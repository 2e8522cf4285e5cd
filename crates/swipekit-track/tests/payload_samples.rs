//! Parser behaviour on payloads shaped like real reader output.

use bytes::Bytes;
use swipekit_track::{ParseError, TrackParser};

/// Track 1 and track 2 as one payload, the way audio readers deliver them.
const DUAL_TRACK: &[u8] =
    b"%B4111111111111111^DOE/JOHN^2512101000000000000000000000000?;4111111111111111=25121010000000000000?";

#[test]
fn test_dual_track_payload() {
    let payload = Bytes::from_static(DUAL_TRACK);
    let record = TrackParser::parse(&payload).unwrap();

    assert_eq!(record.card_number, "4111111111111111");
    assert_eq!(record.first_name, "JOHN");
    assert_eq!(record.last_name, "DOE");
    assert_eq!(record.expiry_year, "25");
    assert_eq!(record.expiry_month, "12");
}

#[test]
fn test_padded_name_field() {
    let payload = b"%B5500000000000004^MUSTERMANN/ERIKA            ^2706201?";
    let record = TrackParser::parse(payload).unwrap();

    assert_eq!(record.last_name, "MUSTERMANN");
    assert_eq!(record.first_name, "ERIKA");
    assert_eq!(record.expiry(), "06/27");
}

#[test]
fn test_line_wrapped_payload() {
    let payload = b"%B4111111111111111^DOE/JOHN^2512\r\n101?\r\n";
    let record = TrackParser::parse(payload).unwrap();

    assert_eq!(record.normalized_raw_track, "%B4111111111111111^DOE/JOHN^2512101?");
}

#[test]
fn test_crooked_swipe_fragment() {
    let payload = b"%B41111111";
    assert_eq!(TrackParser::parse(payload), Err(ParseError::NoMatch));
}

#[test]
fn test_missing_name_field() {
    let payload = b"%B4111111111111111^^2512101?";
    assert_eq!(TrackParser::parse(payload), Err(ParseError::MalformedName));
}

#[test]
fn test_empty_payload() {
    assert_eq!(TrackParser::parse(&[]), Err(ParseError::NoMatch));
}
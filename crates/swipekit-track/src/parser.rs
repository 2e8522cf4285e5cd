//! Track 1 payload parser.
//!
//! # Track Format
//!
//! ```text
//! %B4111111111111111^DOE/JOHN^2512101000000000000?
//! ^^^^^^^^^^^^^^^^^^ ^^^^^^^^ ^^^^
//! |                  |        Expiry, YYMM
//! |                  Name, LAST/FIRST
//! Sentinel + account number
//! ```
//!
//! The grammar is searched for anywhere in the payload, so leading noise
//! from the reader (partial track 2, padding, line breaks) is tolerated.
//! The first `%B` occurrence followed by a complete account, name and
//! expiry sequence is used.
//!
//! # Field Rules
//!
//! - Account number: the digit run immediately after `%B`; at least one digit.
//! - Name: everything between the first and second `^`. Split on the first
//!   `/` into surname and given name, each trimmed. A missing `/` or a blank
//!   side fails with [`ParseError::MalformedName`].
//! - Expiry: exactly four digits after the second `^`, `YYMM`.
//!
//! # Examples
//!
//! ```
//! use swipekit_track::{ParseError, TrackParser};
//!
//! let record = TrackParser::parse_str("%B4111111111111111^DOE / JOHN ^2512").unwrap();
//! assert_eq!(record.last_name, "DOE");
//! assert_eq!(record.first_name, "JOHN");
//! assert_eq!(record.expiry_year, "25");
//! assert_eq!(record.expiry_month, "12");
//!
//! assert_eq!(TrackParser::parse_str("hello"), Err(ParseError::NoMatch));
//! assert_eq!(
//!     TrackParser::parse_str("%B4111111111111111^DOE^2512"),
//!     Err(ParseError::MalformedName)
//! );
//! ```

use crate::error::{ParseError, Result};
use swipekit_core::CardRecord;
use swipekit_core::constants::{
    EXPIRY_LENGTH, FIELD_SEPARATOR, NAME_SEPARATOR, TRACK_START_SENTINEL,
};

/// Parser for raw swipe payloads.
///
/// Stateless; all methods are associated functions.
pub struct TrackParser;

/// Borrowed slices of one grammar match.
#[derive(Debug, PartialEq, Eq)]
struct TrackFields<'a> {
    account: &'a str,
    name: &'a str,
    expiry: &'a str,
}

impl TrackParser {
    /// Parse a raw payload as delivered by the reader.
    ///
    /// The payload is decoded as ASCII; bytes outside the ASCII range become
    /// U+FFFD and can never satisfy the digit or separator rules.
    ///
    /// # Errors
    ///
    /// - [`ParseError::NoMatch`] if no sentinel/account/name/expiry sequence exists
    /// - [`ParseError::MalformedName`] if the matched name field is not `LAST/FIRST`
    pub fn parse(raw: &[u8]) -> Result<CardRecord> {
        Self::parse_str(&decode_ascii(raw))
    }

    /// Parse a payload that has already been decoded to text.
    ///
    /// # Errors
    ///
    /// Same as [`TrackParser::parse`].
    pub fn parse_str(input: &str) -> Result<CardRecord> {
        let fields = find_track(input).ok_or(ParseError::NoMatch)?;

        let (last_name, first_name) = split_name(fields.name)?;
        let (expiry_year, expiry_month) = fields.expiry.split_at(2);

        Ok(CardRecord {
            card_number: fields.account.to_string(),
            expiry_month: expiry_month.to_string(),
            expiry_year: expiry_year.to_string(),
            first_name: first_name.to_string(),
            last_name: last_name.to_string(),
            normalized_raw_track: normalize(input),
        })
    }
}

fn decode_ascii(raw: &[u8]) -> String {
    raw.iter()
        .map(|&b| if b.is_ascii() { b as char } else { '\u{FFFD}' })
        .collect()
}

/// Remove every whitespace and line-break character.
fn normalize(input: &str) -> String {
    input.chars().filter(|c| !c.is_whitespace()).collect()
}

fn find_track(input: &str) -> Option<TrackFields<'_>> {
    input
        .match_indices(TRACK_START_SENTINEL)
        .find_map(|(start, _)| match_fields(&input[start + TRACK_START_SENTINEL.len()..]))
}

/// Match `DIGITS ^ NAME ^ DDDD` at the start of `rest`.
///
/// All delimiters are ASCII, so every split below lands on a char boundary.
fn match_fields(rest: &str) -> Option<TrackFields<'_>> {
    let digits = rest.bytes().take_while(u8::is_ascii_digit).count();
    if digits == 0 {
        return None;
    }
    let (account, rest) = rest.split_at(digits);

    let rest = rest.strip_prefix(FIELD_SEPARATOR)?;
    let (name, rest) = rest.split_once(FIELD_SEPARATOR)?;

    let expiry = rest.get(..EXPIRY_LENGTH)?;
    if !expiry.bytes().all(|b| b.is_ascii_digit()) {
        return None;
    }

    Some(TrackFields {
        account,
        name,
        expiry,
    })
}

/// Split `LAST/FIRST` into `(last, first)`.
fn split_name(name: &str) -> Result<(&str, &str)> {
    let (last, first) = name
        .split_once(NAME_SEPARATOR)
        .ok_or(ParseError::MalformedName)?;
    let (last, first) = (last.trim(), first.trim());

    if last.is_empty() || first.is_empty() {
        return Err(ParseError::MalformedName);
    }
    Ok((last, first))
}
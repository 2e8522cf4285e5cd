//! Reader session.
//!
//! A [`ReaderSession`] owns the single connection to a swipe reader. All
//! state lives in one worker task; the session value is a cheap, cloneable
//! handle that sends commands to it and awaits the reply.
//!
//! # Architecture
//!
//! ```text
//! ┌──────────────┐  Command (mpsc)   ┌────────────────┐
//! │ ReaderSession│──────────────────►│                │
//! │ (handles)    │◄──────────────────│ Session worker │
//! └──────────────┘  reply (oneshot)  │  StateMachine  │
//!                                    │  SwipeDevice   │──────► EventRelay ──► listeners
//! ┌──────────────┐  Notification     │                │
//! │ Reader SDK   │──────────────────►│                │
//! └──────────────┘  (unbounded)      └────────────────┘
//! ```
//!
//! Notifications are handled before pending commands and in the order the
//! reader emitted them. Hardware commands never interleave.
//!
//! # Examples
//!
//! ```
//! use swipekit_hardware::mock::MockConnector;
//! use swipekit_session::{
//!     ActivationOutcome, DomainEvent, ReaderSession, SessionConfig, SwipeOutcome,
//! };
//!
//! #[tokio::main]
//! async fn main() -> Result<(), Box<dyn std::error::Error>> {
//!     let (connector, reader) = MockConnector::new();
//!     let session = ReaderSession::spawn(connector, SessionConfig::default())?;
//!     let mut events = session.subscribe();
//!
//!     assert_eq!(session.activate().await?, ActivationOutcome::Activated);
//!     assert_eq!(session.request_swipe().await?, SwipeOutcome::Started);
//!
//!     reader.present_swipe(&b"%B4111111111111111^DOE/JOHN^2512"[..])?;
//!     while let Some(event) = events.recv().await {
//!         if let DomainEvent::SwipeReceived(record) = event {
//!             assert_eq!(record.last_name, "DOE");
//!             break;
//!         }
//!     }
//!
//!     session.shutdown().await;
//!     Ok(())
//! }
//! ```

use std::fmt;
use std::sync::Arc;

use swipekit_core::ReaderType;
use swipekit_hardware::devices::{AnySwipeConnector, AnySwipeDevice};
use swipekit_hardware::{
    NotificationSink, ReaderConfig, SwipeConnector, SwipeDevice, TaggedNotification, TaskStatus,
};
use tokio::sync::{Mutex, mpsc, oneshot};
use tokio::task::JoinHandle;
use tracing::{debug, error, info, warn};

use crate::config::SessionConfig;
use crate::error::{Result, SessionError};
use crate::events::{DomainEvent, EventEnvelope, EventNaming};
use crate::lifecycle::{LifecycleEvent, LifecycleOutcome};
use crate::relay::EventRelay;
use crate::state_machine::{ReaderState, StateMachine, StateTransition};

/// Result of [`ReaderSession::activate`].
#[derive(Debug, Clone, Copy, PartialEq, Eq, Hash)]
pub enum ActivationOutcome {
    /// The reader connection was started.
    Activated,

    /// The connection was started but no reader is attached yet.
    ///
    /// The reader connects on its own once attached.
    NoReaderPresent,

    /// The session was already active; nothing was done.
    AlreadyActive,
}

impl ActivationOutcome {
    /// Status string reported at the external boundary.
    pub fn as_status(self) -> &'static str {
        match self {
            Self::Activated | Self::AlreadyActive => "activated",
            Self::NoReaderPresent => "no_reader",
        }
    }
}

/// Result of [`ReaderSession::deactivate`].
#[derive(Debug, Clone, Copy, PartialEq, Eq, Hash)]
pub enum DeactivationOutcome {
    /// The reader connection was released.
    Deactivated,

    /// The session was not active; nothing was done.
    AlreadyInactive,
}

impl DeactivationOutcome {
    /// Status string reported at the external boundary.
    pub fn as_status(self) -> &'static str {
        match self {
            Self::Deactivated => "deactivated",
            Self::AlreadyInactive => "already_inactive",
        }
    }
}

/// Result of [`ReaderSession::request_swipe`].
#[derive(Debug, Clone, Copy, PartialEq, Eq, Hash)]
pub enum SwipeOutcome {
    /// The reader is waiting for a card.
    Started,

    /// The session is active but no reader is connected.
    NotConnected,
}

impl SwipeOutcome {
    /// Status string reported at the external boundary.
    pub fn as_status(self) -> &'static str {
        match self {
            Self::Started => "started",
            Self::NotConnected => "not_connected",
        }
    }
}

macro_rules! impl_status_display {
    ($($outcome:ty),*) => {
        $(impl fmt::Display for $outcome {
            fn fmt(&self, f: &mut fmt::Formatter<'_>) -> fmt::Result {
                f.write_str(self.as_status())
            }
        })*
    };
}

impl_status_display!(ActivationOutcome, DeactivationOutcome, SwipeOutcome);

/// Who asked for an activation change.
#[derive(Debug, Clone, Copy, PartialEq, Eq)]
enum Origin {
    Caller,
    Lifecycle,
}

enum Command {
    Activate {
        origin: Origin,
        reply: oneshot::Sender<Result<ActivationOutcome>>,
    },
    Deactivate {
        origin: Origin,
        reply: oneshot::Sender<DeactivationOutcome>,
    },
    RequestSwipe {
        reply: oneshot::Sender<Result<SwipeOutcome>>,
    },
    Lifecycle {
        event: LifecycleEvent,
        reply: oneshot::Sender<Result<LifecycleOutcome>>,
    },
    SetLogging {
        enabled: bool,
        reply: oneshot::Sender<()>,
    },
    SetReaderType {
        reader_type: Option<ReaderType>,
        reply: oneshot::Sender<()>,
    },
    State {
        reply: oneshot::Sender<ReaderState>,
    },
    History {
        reply: oneshot::Sender<Vec<StateTransition>>,
    },
    Shutdown {
        reply: oneshot::Sender<DeactivationOutcome>,
    },
}

/// Handle to a running reader session.
///
/// Clones share the same session. The worker deactivates the reader and
/// stops once [`shutdown`](ReaderSession::shutdown) is called or every
/// handle has been dropped.
#[derive(Clone)]
pub struct ReaderSession {
    commands: mpsc::Sender<Command>,
    relay: Arc<EventRelay>,
    naming: EventNaming,
    worker: Arc<Mutex<Option<JoinHandle<()>>>>,
}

__WHAT TO WORK ON__
Using the material above, return every line that holds the string "never".

__EXERCISE RESPONSE__
    /// U+FFFD and can never satisfy the digit or separator rules.
//! reader emitted them. Hardware commands never interleave.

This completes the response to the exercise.